Listed records section start

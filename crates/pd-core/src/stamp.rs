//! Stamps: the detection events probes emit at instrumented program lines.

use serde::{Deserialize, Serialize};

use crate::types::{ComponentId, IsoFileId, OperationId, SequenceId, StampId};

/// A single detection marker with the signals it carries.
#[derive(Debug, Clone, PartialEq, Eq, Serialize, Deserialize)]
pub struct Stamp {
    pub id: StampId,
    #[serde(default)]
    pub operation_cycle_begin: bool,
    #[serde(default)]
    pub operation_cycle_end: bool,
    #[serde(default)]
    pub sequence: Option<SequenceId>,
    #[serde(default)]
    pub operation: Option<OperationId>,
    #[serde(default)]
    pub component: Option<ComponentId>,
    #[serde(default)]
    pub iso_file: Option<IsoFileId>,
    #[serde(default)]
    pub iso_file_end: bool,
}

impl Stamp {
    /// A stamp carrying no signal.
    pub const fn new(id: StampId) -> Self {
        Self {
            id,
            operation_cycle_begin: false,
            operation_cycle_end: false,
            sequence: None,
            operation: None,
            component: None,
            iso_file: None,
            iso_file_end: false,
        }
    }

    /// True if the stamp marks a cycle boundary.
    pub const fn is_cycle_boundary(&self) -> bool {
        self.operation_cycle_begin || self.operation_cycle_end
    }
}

Listed records section end

• **Task instructions**
Look through the records and count each line that holds "detection". Write only the total.

• **Result for this task**
2